Fui a ver fútbol y escuché entre
gritos que todo en la vida se basa en los resultados. Y más aún, que ya nada es
“para siempre”. Uno de ellos, en posición combativa, se animó a hablar de
religión; “hasta la iglesia sacó la frase ‘para siempre’ cuando casan a dos
personas” dijo. Ya ni al amor se le tiene paciencia, pensé.
Fui a ver fútbol y sentí un
fuerte olor a pólvora. Provino de una bomba de estruendo que cayó desde la
tribuna de unos hinchas de Peñarol hacia unos sesenta de Wanderers, que hasta
ese momento, ni habían siquiera alzado la voz. Cuanto olor a mediocridad,
pensé.
Fui a ver fútbol y saboree un café que simbolizó el entorno. Amargo, de baja calidad. Con poco criterio y enorme egoísmo de quien lo elabora. Qué poco profesionalismo, pensé.

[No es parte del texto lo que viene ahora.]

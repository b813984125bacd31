//! Built-in sample content
//!
//! A fresh catalog is seeded with [`default_channels`] so the browsing API is
//! usable before any playlist has been imported. [`SAMPLE_PLAYLIST`] is a
//! small headerless M3U list of French news channels that admins can import
//! in one step to try the importer.

use crate::models::{ChannelCategory, ChannelDraft};

/// Headerless playlist used by the one-click sample import
pub const SAMPLE_PLAYLIST: &str = r#"#EXTINF:-1 tvg-logo="https://i.ibb.co/kckRLh5/bfm.png" group-title="1. |FR|🇫🇷 INFORMATION",BFM TV
https://ncdn-live-bfm.pfd.sfr.net/shls/LIVE$BFM_TV/index.m3u8?start=LIVE&end=END
#EXTINF:-1 tvg-logo="https://i.ibb.co/qY6w8ds/cnews.png",CNEWS
https://hls-m015-live-aka-canalplus.akamaized.net/live/disk/cnews-clair-hd/hls-v3-hd-clair/cnews-clair-hd.m3u8
#EXTINF:-1 tvg-logo="https://i.ibb.co/Zfcrrr1/lci.png",LCI
https://raw.githubusercontent.com/ipstreet312/freeiptv/master/ressources/btv/py/lci1.m3u8
#EXTINF:-1 tvg-logo="https://i.ibb.co/XkLHrbC/frinfo2bl.png",FRANCE INFO:
https://raw.githubusercontent.com/ipstreet312/freeiptv/master/ressources/ftv/py/frin.m3u8
#EXTINF:-1 tvg-logo="https://i.ibb.co/ZBqk6mK/lemedia.jpg",LE MÉDIA TV
https://raw.githubusercontent.com/BG47510/tube/refs/heads/main/lemedia.m3u8
#EXTINF:-1 tvg-logo="https://i.ibb.co/ZgqnqnJ/cgtnfr.png",CGTN FRANÇAIS
http://news.cgtn.com/resource/live/french/cgtn-f.m3u8
#EXTINF:-1 tvg-logo="https://i.ibb.co/nR2HsVr/ln24.png",LN24 BE
https://live-ln24.digiteka.com/1911668011/index.m3u8
"#;

const DEMO_STREAM: &str =
    "https://cdn.live.br1.jmvstream.com/w/LVW-10801/LVW10801_Xvg4R0u57n/chunklist.m3u8";

struct SampleChannel {
    name: &'static str,
    stream_url: &'static str,
    thumbnail_url: &'static str,
    category: ChannelCategory,
    description: &'static str,
}

const SAMPLE_CHANNELS: &[SampleChannel] = &[
    SampleChannel {
        name: "TV Brasil",
        stream_url: DEMO_STREAM,
        thumbnail_url: "https://logodownload.org/wp-content/uploads/2017/11/tv-brasil-logo.png",
        category: ChannelCategory::News,
        description: "Canal público nacional com programação educativa, cultural e jornalística.",
    },
    SampleChannel {
        name: "Amazon Sat",
        stream_url: "https://amazonsat.brasilstream.com.br/hls/amazonsat/index.m3u8",
        thumbnail_url: "https://upload.wikimedia.org/wikipedia/commons/thumb/2/28/Amazon_sat_logo.png/640px-Amazon_sat_logo.png",
        category: ChannelCategory::Entertainment,
        description: "Canal com foco em conteúdo da região amazônica e programação variada.",
    },
    SampleChannel {
        name: "Rede Minas",
        stream_url: "https://8hzcavccys.zoeweb.tv/redeminas/ngrp:redeminas_all/chunklist_b2179072.m3u8",
        thumbnail_url: "https://upload.wikimedia.org/wikipedia/commons/thumb/b/bc/Rede_Minas_logo.svg/500px-Rede_Minas_logo.svg.png",
        category: ChannelCategory::Entertainment,
        description: "Canal regional de Minas Gerais com programação cultural e educativa.",
    },
    SampleChannel {
        name: "ISTV",
        stream_url: "https://video08.logicahost.com.br/istvnacional/srt.stream/chunklist_w745016844.m3u8",
        thumbnail_url: "https://encrypted-tbn0.gstatic.com/images?q=tbn:ANd9GcRvR1NdbW7iVqCKc5e5TFcZEJCIQxVcyWlmw30xsrNIB9E1GnfL8UiMPfnHzOGvXfpCq4Y&usqp=CAU",
        category: ChannelCategory::Entertainment,
        description: "Canal independente com programação variada de entretenimento.",
    },
    SampleChannel {
        name: "Sports Live",
        stream_url: DEMO_STREAM,
        thumbnail_url: "https://placehold.co/400x225/FFA07A/ffffff?text=Sports+Live",
        category: ChannelCategory::Sports,
        description: "Canal dedicado a transmissões esportivas ao vivo.",
    },
    SampleChannel {
        name: "Music Hits",
        stream_url: DEMO_STREAM,
        thumbnail_url: "https://placehold.co/400x225/6495ED/ffffff?text=Music+Hits",
        category: ChannelCategory::Music,
        description: "Os melhores clipes musicais e shows ao vivo.",
    },
    SampleChannel {
        name: "Documentários HD",
        stream_url: DEMO_STREAM,
        thumbnail_url: "https://placehold.co/400x225/90EE90/333333?text=Documentários",
        category: ChannelCategory::Documentary,
        description: "Os melhores documentários em alta definição.",
    },
    SampleChannel {
        name: "Cine Clássicos",
        stream_url: DEMO_STREAM,
        thumbnail_url: "https://placehold.co/400x225/FFD700/333333?text=Cine+Clássicos",
        category: ChannelCategory::Movies,
        description: "Filmes clássicos que marcaram época.",
    },
];

/// Channels inserted into an empty catalog, one per category at least
pub fn default_channels() -> Vec<ChannelDraft> {
    SAMPLE_CHANNELS
        .iter()
        .map(|sample| ChannelDraft {
            name: sample.name.to_string(),
            stream_url: sample.stream_url.to_string(),
            thumbnail_url: Some(sample.thumbnail_url.to_string()),
            logo_url: None,
            category: sample.category,
            description: sample.description.to_string(),
        })
        .collect()
}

Fui a ver fútbol y rocé el lado más áspero de un deporte; lo que pasa afuera. Quiero estar adentro, pensé.
De la pelota nadie habló. Una persona se quedó
sin trabajo mientras otras siguieron en el suyo, con la cruel gratitud de haberse
adelantado a un final.
Ahora que sé lo que pasa los sábados y domingos a la
tarde, quiero volver a trabajar.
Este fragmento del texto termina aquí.